Tag Archives: light

Color is Weird

Yesterday on twitter, I ran across a perplexing image: yellow and magenta in a pair of windows that appeared to reflect blue and green, respectively, onto the sidewalk when illuminated by white light from the Sun.

What is going on?! I decided to put on my “I’m-an-astronomer-who-understands-light” cap and see if I could work it out. The rather circuitous tweet stream begins here, in which I made several errors: I tried to explain a complicated thing before I was fully awake, my brain kept switching key concepts like “absorb” vs. “reflect” and adding vs. subtracting colors of light, and I made a couple assumptions without explicitly stating them (spoiler: they turned out to be incorrect!).

AdditiveColor.svg
Illustration of how colors of light add together. Source: Wikimedia commons

After much discussion on twitter, I concluded the paper posters in the window were reflecting their true colors (yellow and magenta) in all directions and leaving only their complementary light colors (blue and green) to reflect directly on the sidewalk. If you’re an astronomer, you might recognize this as analogous to Kirchhoff’s laws of spectroscopy: a nebula viewed from most lines of sight shows emission lines, but when it’s viewed in front of a bright object instead, you see absorption lines.

Yeah, that was wrong.

I took a closer look at the photo later that day, and realized the rectangles in the window were not posters at all, but looked more like transparent cellophane! That made things easier, I postulated:

Wrong again, though perhaps a bit closer.
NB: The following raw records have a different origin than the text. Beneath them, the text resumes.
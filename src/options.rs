//! Round configuration options.

/// Configuration options for one round of blackjack.
///
/// Use the builder pattern to customize options:
///
/// ```
/// use twentyone::RoundOptions;
///
/// let options = RoundOptions::default()
///     .with_max_wager(100.0)
///     .with_dealer_min(16)
///     .with_double_after_split(false);
/// ```
#[derive(Debug, Clone, PartialEq)]
pub struct RoundOptions {
    /// Ceiling for the sum of wagers across all hands.
    pub max_wager: f64,
    /// Total the dealer must reach before stopping (typically 17).
    pub dealer_min: u8,
    /// Whether the dealer's stopping total counts aces softly.
    pub dealer_soft_total: bool,
    /// Whether splitting is allowed.
    pub allow_split: bool,
    /// Whether doubling down is allowed.
    pub allow_double_down: bool,
    /// Whether doubling down is allowed after a split.
    pub double_after_split: bool,
}

impl Default for RoundOptions {
    fn default() -> Self {
        Self {
            max_wager: 1.0,
            dealer_min: 17,
            dealer_soft_total: true,
            allow_split: true,
            allow_double_down: true,
            double_after_split: true,
        }
    }
}

impl RoundOptions {
    /// Sets the wager ceiling.
    ///
    /// # Example
    ///
    /// ```
    /// use twentyone::RoundOptions;
    ///
    /// let options = RoundOptions::default().with_max_wager(50.0);
    /// assert_eq!(options.max_wager, 50.0);
    /// ```
    #[must_use]
    pub const fn with_max_wager(mut self, max_wager: f64) -> Self {
        self.max_wager = max_wager;
        self
    }

    /// Sets the dealer's stopping total.
    ///
    /// # Example
    ///
    /// ```
    /// use twentyone::RoundOptions;
    ///
    /// let options = RoundOptions::default().with_dealer_min(16);
    /// assert_eq!(options.dealer_min, 16);
    /// ```
    #[must_use]
    pub const fn with_dealer_min(mut self, dealer_min: u8) -> Self {
        self.dealer_min = dealer_min;
        self
    }

    /// Sets whether the dealer's stopping total counts aces softly.
    #[must_use]
    pub const fn with_dealer_soft_total(mut self, soft: bool) -> Self {
        self.dealer_soft_total = soft;
        self
    }

    /// Sets whether splitting is allowed.
    ///
    /// # Example
    ///
    /// ```
    /// use twentyone::RoundOptions;
    ///
    /// let options = RoundOptions::default().with_allow_split(false);
    /// assert!(!options.allow_split);
    /// ```
    #[must_use]
    pub const fn with_allow_split(mut self, allowed: bool) -> Self {
        self.allow_split = allowed;
        self
    }

    /// Sets whether doubling down is allowed.
    #[must_use]
    pub const fn with_allow_double_down(mut self, allowed: bool) -> Self {
        self.allow_double_down = allowed;
        self
    }

    /// Sets whether doubling down is allowed after a split.
    #[must_use]
    pub const fn with_double_after_split(mut self, allowed: bool) -> Self {
        self.double_after_split = allowed;
        self
    }
}
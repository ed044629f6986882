//! CLI blackjack demo: one `Round` per table pass, chips tracked across rounds.

#![allow(clippy::missing_docs_in_private_items)]

use std::io::{self, Write};
use std::time::{SystemTime, UNIX_EPOCH};

use twentyone::{Card, Face, HandOutcome, Round, RoundOptions, Suit};

#[derive(Default)]
struct Tally {
    rounds: u32,
    blackjack: u32,
    won: u32,
    lost: u32,
    push: u32,
    bust: u32,
}

impl Tally {
    fn record(&mut self, outcome: HandOutcome) {
        match outcome {
            HandOutcome::Blackjack => self.blackjack += 1,
            HandOutcome::Won => self.won += 1,
            HandOutcome::Lost => self.lost += 1,
            HandOutcome::Push => self.push += 1,
            HandOutcome::Bust => self.bust += 1,
        }
    }
}

fn main() {
    let mut chips = starting_chips();
    let mut tally = Tally::default();

    println!("Welcome to Blackjack");
    println!("{}", "*".repeat(20));
    println!("Play as many rounds as you like, as long as at least 1 chip is left.");

    while chips >= 1.0 {
        println!("\nYou have {chips} chips.");
        if prompt_line("Play a round of blackjack? (y/n): ") != "y" {
            break;
        }

        let wager = prompt_wager(chips);
        match play_round(wager, chips) {
            Ok((outcomes, earned)) => {
                chips += earned;
                tally.rounds += 1;
                for outcome in outcomes {
                    tally.record(outcome);
                }
            }
            Err(err) => {
                println!("Round error: {err}");
                break;
            }
        }
    }

    println!("\nFinal results:");
    println!("{}", "-".repeat(13));
    println!("Chips: {chips} after {} round(s)", tally.rounds);
    println!(
        "Outcomes: {} blackjack, {} won, {} lost, {} bust, {} push",
        tally.blackjack, tally.won, tally.lost, tally.bust, tally.push
    );
    println!("Thanks for playing.");
}

/// Plays one round and returns the per-hand outcomes and the net payout.
fn play_round(wager: f64, max_wager: f64) -> Result<(Vec<HandOutcome>, f64), twentyone::RoundError> {
    let seed = SystemTime::now()
        .duration_since(UNIX_EPOCH)
        .unwrap_or_default()
        .as_nanos() as u64;
    let options = RoundOptions::default().with_max_wager(max_wager);
    let mut round = Round::new(wager, options, seed)?;

    println!(
        "\nYour hand {} has {} points. Your wager is {}.",
        format_cards(round.hand(0)?.cards()),
        round.hand_value(0)?,
        round.hand(0)?.wager()
    );
    if let Some(up_card) = round.dealer_up_card() {
        println!("Dealer's up card is {}.", format_card(up_card));
    }

    if round.hand(0)?.is_active()
        && round.split_allowed()
        && prompt_line("Split the hand? (y/n): ") == "y"
    {
        if round.split()? {
            println!("Hand split. You play one hand at a time.");
        } else {
            println!("Not enough chips to split; playing the round without it.");
        }
    }

    for hand_idx in 0..round.hand_count() {
        if hand_idx == 1 {
            println!("\nNow play your second (split) hand.");
        }
        while round.hand(hand_idx)?.is_active() {
            println!(
                "Your hand {} has {} points.",
                format_cards(round.hand(hand_idx)?.cards()),
                round.hand_value(hand_idx)?
            );
            match prompt_action(round.hand(hand_idx)?.can_double_down()) {
                Action::Hit => round.hit(hand_idx)?,
                Action::Stand => round.stand(hand_idx)?,
                Action::DoubleDown => {
                    if !round.double_down(hand_idx)? {
                        println!("Double-down is not available for this hand.");
                    }
                }
            }
        }
    }

    println!("\nRound results:");
    println!("{}", "-".repeat(13));
    let mut outcomes = Vec::new();
    for (hand_idx, hand) in round.hands().iter().enumerate() {
        println!(
            "Hand {}: {} with {} points, wager {}",
            hand_idx,
            format_cards(hand.cards()),
            hand.value(),
            hand.wager()
        );
        if let Some(outcome) = hand.result() {
            println!("Result: {outcome:?}");
            outcomes.push(outcome);
        }
    }
    println!(
        "Dealer's final hand {} is worth {}.",
        format_cards(round.dealer_hand().cards()),
        round.dealer_hand_value()
    );
    println!("Net this round: {}", round.wager_earned());

    Ok((outcomes, round.wager_earned()))
}

enum Action {
    Hit,
    Stand,
    DoubleDown,
}

fn prompt_action(allow_double_down: bool) -> Action {
    let mut msg = String::from("Select: help (h), hit (1), stand (2)");
    if allow_double_down {
        msg.push_str(", double down (3)");
    }
    msg.push_str(": ");

    loop {
        match prompt_line(&msg).as_str() {
            "1" => return Action::Hit,
            "2" => return Action::Stand,
            "3" if allow_double_down => return Action::DoubleDown,
            "h" => {
                println!("Choose one of the following:");
                println!("Hit (1): draw one more card, closer to 21 but not over.");
                println!("Stand (2): keep your hand and compare against the dealer.");
                if allow_double_down {
                    println!("Double down (3): double the wager for exactly one more card.");
                }
            }
            _ => println!("Unknown action."),
        }
    }
}

fn prompt_wager(max_chips: f64) -> f64 {
    loop {
        let input = prompt_line(&format!("How many chips do you wager? (1-{max_chips}): "));
        match input.parse::<f64>() {
            Ok(value) if value >= 1.0 && value <= max_chips => return value,
            _ => println!("Please enter a number between 1 and {max_chips}."),
        }
    }
}

fn starting_chips() -> f64 {
    let Some(arg) = std::env::args().nth(1) else {
        return 100.0;
    };
    arg.parse().unwrap_or_else(|_| {
        println!("Could not parse starting chips '{arg}'; defaulting to 100.");
        100.0
    })
}

fn prompt_line(prompt: &str) -> String {
    print!("{prompt}");
    let _ = io::stdout().flush();

    let mut input = String::new();
    if io::stdin().read_line(&mut input).is_err() {
        return String::new();
    }
    input.trim().to_lowercase()
}

fn format_cards(cards: &[Card]) -> String {
    cards.iter().map(format_card).collect::<Vec<_>>().join(" ")
}

fn format_card(card: &Card) -> String {
    let (suit, color_code) = match card.suit {
        Suit::Hearts => ("H", "31"),
        Suit::Diamonds => ("D", "31"),
        Suit::Clubs => ("C", "32"),
        Suit::Spades => ("S", "34"),
    };

    let face = match card.face {
        Face::Ace => "A".to_string(),
        Face::Jack => "J".to_string(),
        Face::Queen => "Q".to_string(),
        Face::King => "K".to_string(),
        other => other.value().to_string(),
    };

    format!("{face}{}", colorize(suit, color_code))
}

fn colorize(text: &str, code: &str) -> String {
    format!("\u{1b}[{code}m{text}\u{1b}[0m")
}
The real explanation appeared today, when the original photographer returned to collect more data.

 

 

 

Trust me, you definitely want to play all those short videos (no sound required). The viewing angle changes everything! THAT’S SO COOL! Have you ever wondered why the cry of the scientist is “more data!”? It turns out that viewing something from more than one perspective can be very instructive, or should I say… illuminating? It’s enough to make this astronomer wish we had a way to fly halfway across the galaxy with a fleet of telescopes. Alas, space is way too big for that.

So there you have it: a learning experience, a more nuanced understanding of color, and a scientific quest all rolled into a handful of tweets.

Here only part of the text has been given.